[Records contained in a dataset]

—————

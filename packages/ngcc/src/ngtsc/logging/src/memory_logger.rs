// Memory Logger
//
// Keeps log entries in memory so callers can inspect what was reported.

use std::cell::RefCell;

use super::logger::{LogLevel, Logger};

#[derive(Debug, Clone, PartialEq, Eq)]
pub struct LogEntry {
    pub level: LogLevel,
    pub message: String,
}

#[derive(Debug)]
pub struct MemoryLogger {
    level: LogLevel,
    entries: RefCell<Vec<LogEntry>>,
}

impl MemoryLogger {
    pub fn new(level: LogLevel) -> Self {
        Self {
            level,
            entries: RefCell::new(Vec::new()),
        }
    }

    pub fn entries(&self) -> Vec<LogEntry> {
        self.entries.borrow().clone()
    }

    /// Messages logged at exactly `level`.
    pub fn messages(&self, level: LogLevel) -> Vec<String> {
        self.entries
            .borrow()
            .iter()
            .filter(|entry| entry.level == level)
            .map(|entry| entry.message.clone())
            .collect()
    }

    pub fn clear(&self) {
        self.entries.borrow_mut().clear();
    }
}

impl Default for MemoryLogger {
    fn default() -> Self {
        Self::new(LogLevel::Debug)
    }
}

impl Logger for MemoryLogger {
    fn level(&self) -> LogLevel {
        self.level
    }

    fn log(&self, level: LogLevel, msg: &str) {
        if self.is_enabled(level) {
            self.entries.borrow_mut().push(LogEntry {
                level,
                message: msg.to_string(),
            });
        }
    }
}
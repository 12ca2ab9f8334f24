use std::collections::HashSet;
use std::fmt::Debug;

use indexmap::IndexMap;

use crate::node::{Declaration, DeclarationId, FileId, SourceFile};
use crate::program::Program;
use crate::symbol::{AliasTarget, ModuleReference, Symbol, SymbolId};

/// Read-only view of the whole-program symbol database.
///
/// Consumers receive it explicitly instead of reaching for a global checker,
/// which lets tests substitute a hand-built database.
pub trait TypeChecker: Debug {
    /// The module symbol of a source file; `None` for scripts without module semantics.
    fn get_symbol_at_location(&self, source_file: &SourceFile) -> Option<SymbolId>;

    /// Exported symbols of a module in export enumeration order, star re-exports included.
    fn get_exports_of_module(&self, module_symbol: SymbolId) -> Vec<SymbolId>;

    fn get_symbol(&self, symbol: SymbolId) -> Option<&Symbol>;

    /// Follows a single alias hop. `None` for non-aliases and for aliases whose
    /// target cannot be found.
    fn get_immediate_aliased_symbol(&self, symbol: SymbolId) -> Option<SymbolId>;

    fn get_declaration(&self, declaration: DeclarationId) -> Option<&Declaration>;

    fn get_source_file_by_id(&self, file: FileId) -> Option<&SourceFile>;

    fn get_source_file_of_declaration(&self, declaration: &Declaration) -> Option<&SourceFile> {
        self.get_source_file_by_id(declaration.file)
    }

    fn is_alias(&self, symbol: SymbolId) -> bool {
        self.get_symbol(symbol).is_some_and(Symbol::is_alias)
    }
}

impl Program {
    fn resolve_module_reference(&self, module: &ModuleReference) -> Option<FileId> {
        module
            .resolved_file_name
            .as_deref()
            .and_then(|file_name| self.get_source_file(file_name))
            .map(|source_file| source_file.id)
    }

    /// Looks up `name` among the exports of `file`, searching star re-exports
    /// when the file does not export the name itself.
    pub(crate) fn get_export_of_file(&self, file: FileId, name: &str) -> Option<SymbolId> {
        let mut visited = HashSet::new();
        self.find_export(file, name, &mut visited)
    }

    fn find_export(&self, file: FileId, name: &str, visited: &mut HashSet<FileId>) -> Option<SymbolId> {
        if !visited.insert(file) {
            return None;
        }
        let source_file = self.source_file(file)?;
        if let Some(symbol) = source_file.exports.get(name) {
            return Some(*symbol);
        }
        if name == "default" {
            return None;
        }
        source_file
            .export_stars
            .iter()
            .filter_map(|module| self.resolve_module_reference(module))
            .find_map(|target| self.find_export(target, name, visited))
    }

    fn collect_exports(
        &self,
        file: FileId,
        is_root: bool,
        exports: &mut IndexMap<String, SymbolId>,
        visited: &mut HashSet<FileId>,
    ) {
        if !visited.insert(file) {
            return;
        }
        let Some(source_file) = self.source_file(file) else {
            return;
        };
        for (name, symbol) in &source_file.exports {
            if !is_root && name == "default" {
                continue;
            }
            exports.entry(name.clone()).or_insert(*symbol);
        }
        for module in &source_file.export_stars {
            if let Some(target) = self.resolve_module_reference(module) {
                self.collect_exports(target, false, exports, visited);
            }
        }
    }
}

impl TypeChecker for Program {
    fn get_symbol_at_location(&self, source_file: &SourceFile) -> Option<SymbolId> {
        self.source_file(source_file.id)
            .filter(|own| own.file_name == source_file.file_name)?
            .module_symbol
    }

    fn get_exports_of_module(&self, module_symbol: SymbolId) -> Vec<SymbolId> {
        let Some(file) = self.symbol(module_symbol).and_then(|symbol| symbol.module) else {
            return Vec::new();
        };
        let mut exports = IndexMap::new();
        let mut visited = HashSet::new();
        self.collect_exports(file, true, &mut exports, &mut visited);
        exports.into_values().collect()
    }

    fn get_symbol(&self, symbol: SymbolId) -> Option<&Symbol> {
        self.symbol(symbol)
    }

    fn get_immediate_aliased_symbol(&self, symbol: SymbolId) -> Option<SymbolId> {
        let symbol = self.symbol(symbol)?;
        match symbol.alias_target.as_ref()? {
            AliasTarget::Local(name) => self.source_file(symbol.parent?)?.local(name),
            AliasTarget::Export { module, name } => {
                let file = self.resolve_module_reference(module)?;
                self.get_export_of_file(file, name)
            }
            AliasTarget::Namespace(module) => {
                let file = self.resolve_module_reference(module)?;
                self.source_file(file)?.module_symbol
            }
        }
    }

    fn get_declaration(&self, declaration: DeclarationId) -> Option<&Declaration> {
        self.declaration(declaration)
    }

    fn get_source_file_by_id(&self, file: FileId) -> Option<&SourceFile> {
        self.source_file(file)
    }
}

—————

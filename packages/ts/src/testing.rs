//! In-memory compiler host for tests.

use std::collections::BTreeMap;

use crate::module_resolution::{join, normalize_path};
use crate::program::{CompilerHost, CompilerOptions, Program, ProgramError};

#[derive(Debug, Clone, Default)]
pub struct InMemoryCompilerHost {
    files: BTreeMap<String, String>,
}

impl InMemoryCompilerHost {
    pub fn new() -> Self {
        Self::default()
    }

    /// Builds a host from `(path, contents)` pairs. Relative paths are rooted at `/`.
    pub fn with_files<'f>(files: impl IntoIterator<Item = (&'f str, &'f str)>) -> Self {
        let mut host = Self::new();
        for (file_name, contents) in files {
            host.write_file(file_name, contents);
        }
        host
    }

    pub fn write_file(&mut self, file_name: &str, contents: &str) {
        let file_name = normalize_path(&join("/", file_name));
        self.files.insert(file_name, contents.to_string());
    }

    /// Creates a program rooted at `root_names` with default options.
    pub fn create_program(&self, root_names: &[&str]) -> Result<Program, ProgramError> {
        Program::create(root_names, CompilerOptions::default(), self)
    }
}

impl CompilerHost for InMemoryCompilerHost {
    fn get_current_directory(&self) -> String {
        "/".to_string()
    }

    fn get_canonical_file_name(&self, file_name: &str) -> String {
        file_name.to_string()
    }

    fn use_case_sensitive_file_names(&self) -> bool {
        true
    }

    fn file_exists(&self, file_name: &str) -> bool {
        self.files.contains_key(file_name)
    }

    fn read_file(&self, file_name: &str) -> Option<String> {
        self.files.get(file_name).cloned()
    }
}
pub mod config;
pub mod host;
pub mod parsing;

—————

◆ What to do
Look above for the line holding "use indexmap::IndexMap;". Print it and every line after it, exactly, through the line holding "without module semantics.".

◆ Answer space
use indexmap::IndexMap;

use crate::node::{Declaration, DeclarationId, FileId, SourceFile};
use crate::program::Program;
use crate::symbol::{AliasTarget, ModuleReference, Symbol, SymbolId};

/// Read-only view of the whole-program symbol database.
///
/// Consumers receive it explicitly instead of reaching for a global checker,
/// which lets tests substitute a hand-built database.
pub trait TypeChecker: Debug {
    /// The module symbol of a source file; `None` for scripts without module semantics.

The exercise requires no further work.